Mother Love

My mom was formidable, a force to be reckoned with. When she had her sights set on something she was determined to accomplish it. Even on her deathbed, after a fifteen month battle with ovarian cancer, she refused to accept defeat. Gasping to catch her breath, she asked to speak to her grandson, my five year old little boy who had been praying every day for his Baba’s healing. She held his pudgy hand in her translucent one and implored him not to lose faith in a God who wasn’t answering his prayers, “I am being healed, God is answering your prayers, He’s just doing it in a different way than we had expected.”

Mom refused to have a “funeral” and instead made all of the plans for a “party” after she passed, including sending her own enchilada recipe to the funeral coordinator to be served with chips, salsa, and instructions to have decorations to include bright colored balloons, none of those “depressing funeral flowers”. Sitting in the festive fellowship hall of the church, we all laughed and shared stories of my mom’s gumption and determination, while at the same I also knew the shadow side of those qualities in her to be controlling and stubborn. We spoke of her kindness and generosity but I equally remembered her anger and fears. All of those details felt true to me and loving the whole person that my mom was felt like the most honoring way for me to remember her.

We often do not speak of the less lovely, or shadowy, parts of a person, especially after they have passed. It seems ungrateful at best and at worst, like doing so would cancel out all of their wonderful “positive” qualities. However, in my therapy room I hear stories of mothers who all at once loved, hated, nurtured and harmed.  Remembering and naming the contrary aspects of our moms is complicated and because we witnessed them up close, doing the most important and difficult job imaginable, we saw their heroism and their imperfections side by side.  The mature work of naming how our mothers loved us and how they failed to perfectly nurture us or harmed us, leads to healing and transformation.  We do not denigrate our moms, but rather look where patterns came from and seek to uncover ways in which we can move out of old narratives and wounds that do not serve us. We can then aim to do just a little bit better than they did. 

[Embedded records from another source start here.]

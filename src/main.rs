// Entry point and high-level CLI flow.
//
// - Load the CSV, grade it and print a preview of the scored table.
// - Write the scored CSV (and optionally a JSON summary).
// - On request, ask the text-generation service for a written summary. A
//   failure there is reported but never touches the files already written.
use campaign_grader::config::{api_key_from_env, AppConfig, API_KEY_VAR};
use campaign_grader::error::GradeError;
use campaign_grader::insights::{generate_insights, GeminiClient, TextGenerator};
use campaign_grader::types::{Highlights, ScoredTable};
use campaign_grader::{grade, loader, output, report, util};
use clap::Parser;
use std::io::{self, IsTerminal, Write};
use std::path::PathBuf;
use std::process::ExitCode;
use tracing::{error, info, warn};

#[derive(Parser, Debug)]
#[command(name = "campaign-grader")]
#[command(about = "Score advertising campaigns from a CSV export")]
#[command(version)]
struct Cli {
    /// Campaign CSV with Campaign, Total Spend, Total Leads, Total Sales and
    /// Revenue (incl. GST) columns
    input: PathBuf,

    /// Where to write the scored table
    #[arg(short, long, default_value = "campaign_scores.csv")]
    output: PathBuf,

    /// Also write a JSON summary (best/worst campaign, top/bottom extract)
    #[arg(long)]
    summary: Option<PathBuf>,

    /// TOML file with scoring weights and insight settings
    #[arg(long, env = "CAMPAIGN_GRADER_CONFIG")]
    config: Option<PathBuf>,

    /// Rows of the scored table to print
    #[arg(long, default_value_t = 10)]
    preview: usize,

    /// Request AI insights without asking
    #[arg(long, conflicts_with = "no_insights")]
    insights: bool,

    /// Never request AI insights
    #[arg(long)]
    no_insights: bool,

    /// Model used for insights (overrides config)
    #[arg(long)]
    model: Option<String>,
}

/// Ask a yes/no question on the terminal.
///
/// Returns `true` if the user chose `Y`, `false` if they chose `N` or input
/// ended.
fn prompt_yes_no(question: &str) -> bool {
    loop {
        print!("{question} (Y/N): ");
        let _ = io::stdout().flush();
        let mut buf = String::new();
        match io::stdin().read_line(&mut buf) {
            Ok(0) | Err(_) => return false,
            Ok(_) => {}
        }
        match buf.trim().to_uppercase().as_str() {
            "Y" => return true,
            "N" => return false,
            _ => println!("Invalid choice. Please enter Y or N."),
        }
    }
}

/// Load, grade and export. A load or grading error means no output file is written.
fn run_core(cli: &Cli, config: &AppConfig) -> Result<(ScoredTable, Highlights), GradeError> {
    let table = loader::load_campaigns(&cli.input)?;
    let graded = grade(table, &config.scoring)?;
    let highlights =
        report::highlights(&graded, config.report.extract_size).ok_or(GradeError::EmptyDataset)?;

    println!("Final Campaign Scores");
    println!("(Scored from 0-100, where 100 is best and 0 is worst)\n");
    output::preview_table_rows(&report::score_rows(&graded), cli.preview);

    output::write_scored_csv(&cli.output, &graded)?;
    println!("(Full table exported to {})\n", cli.output.display());

    if let Some(path) = &cli.summary {
        let summary = report::generate_summary(&graded, &highlights);
        output::write_json(path, &summary)?;
        println!("(Summary written to {})\n", path.display());
    }

    println!("Best campaign:  {}", highlights.best_campaign);
    println!("Worst campaign: {}\n", highlights.worst_campaign);
    Ok((graded, highlights))
}

/// Build the insights client once, if a credential is available.
fn insights_client(config: &AppConfig) -> Option<GeminiClient> {
    let Some(key) = api_key_from_env() else {
        warn!("AI insights disabled: set {API_KEY_VAR} in the environment or a .env file");
        return None;
    };
    match GeminiClient::new(&config.insights, key) {
        Ok(client) => Some(client),
        Err(e) => {
            error!(error = %e, "failed to initialise insights client");
            None
        }
    }
}

fn wants_insights(cli: &Cli) -> bool {
    if cli.no_insights {
        return false;
    }
    cli.insights || (io::stdin().is_terminal() && prompt_yes_no("Generate AI insights?"))
}

fn run_insights(client: &dyn TextGenerator, highlights: &Highlights, config: &AppConfig) {
    println!("Analyzing data with {}...\n", client.model_id());
    match generate_insights(client, highlights, &config.insights.currency) {
        Ok(text) => {
            println!("AI Analysis Complete:\n");
            println!("{text}\n");
        }
        Err(e) => {
            error!(error = %e, "insights request failed");
            eprintln!("An error occurred during AI analysis. Check your API key and try again. Error: {e}");
        }
    }
}

fn main() -> ExitCode {
    tracing_subscriber::fmt()
        .with_env_filter(
            tracing_subscriber::EnvFilter::try_from_default_env()
                .unwrap_or_else(|_| "campaign_grader=info".into()),
        )
        .with_writer(io::stderr)
        .init();

    let cli = Cli::parse();

    let mut config = match AppConfig::load(cli.config.as_deref()) {
        Ok(config) => config,
        Err(e) => {
            eprintln!("Failed to load config: {e}");
            return ExitCode::FAILURE;
        }
    };
    if let Some(model) = &cli.model {
        config.insights.model = model.clone();
    }

    let (graded, highlights) = match run_core(&cli, &config) {
        Ok(result) => result,
        Err(e) => {
            error!(error = %e, "grading failed");
            eprintln!("Failed to grade {}: {e}", cli.input.display());
            return ExitCode::FAILURE;
        }
    };
    info!(
        campaigns = %util::format_int(graded.campaigns.len()),
        output = %cli.output.display(),
        "scored table written"
    );

    if cli.no_insights {
        return ExitCode::SUCCESS;
    }
    let client = insights_client(&config);
    if let Some(client) = &client {
        if wants_insights(&cli) {
            run_insights(client, &highlights, &config);
        }
    } else if cli.insights {
        eprintln!("AI insights unavailable: {API_KEY_VAR} is not set.");
    }
    ExitCode::SUCCESS
}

We name the pain and the hurt, alongside the beautiful and the good, realizing these two seemingly opposing truths don’t cancel each other out, but rather live together in co-existence.  In this way, we increase our capacity to love ourselves, all of the parts, the “good” and the “bad”, understanding those labels may not be as useful as “balanced and less balanced”, “desirable and less desirable”, and “healthier and less healthy”. We make room for our perfectly imperfect Mothers, thereby also creating space for the banished parts of ourselves that need to tell their truth.  This ability to live outside of black and white thinking inevitably increases our ability to hold ourselves and others in love. We then can begin to re-mother our inner child (children) by offering them all of the love, affection and attention they needed in childhood. Even those of us who would say we had the most wonderful moms can point to ways we needed or wanted more and then begin to give it to ourselves NOW.

Like my mom I am learning that healing sometimes comes through death. By dying to the idea of who I believed I should be, ways I thought I needed others to be,or how I imagined the world ought to work in order for me to be happy, I made room for what IS.  When I am able to show up to reality as it is and make friends with the truth, I stop shaking my fist at all that isn’t operating according to my plan and then can flow with more ease through my life.  And like my mom, I see my contradictory beauty, ugliness, kindness and tyrant all show up in one day sometimes! In naming that, I accept responsibility and accountability and when needed, ask for forgiveness.  In doing so, I believe I can make the world a little softer place for myself and those around me.

May you meet Mother’s Day in all of its loaded complexity with softness and open handedness to whatever it will be and celebrate whatever part of “Mother” is most loving for you.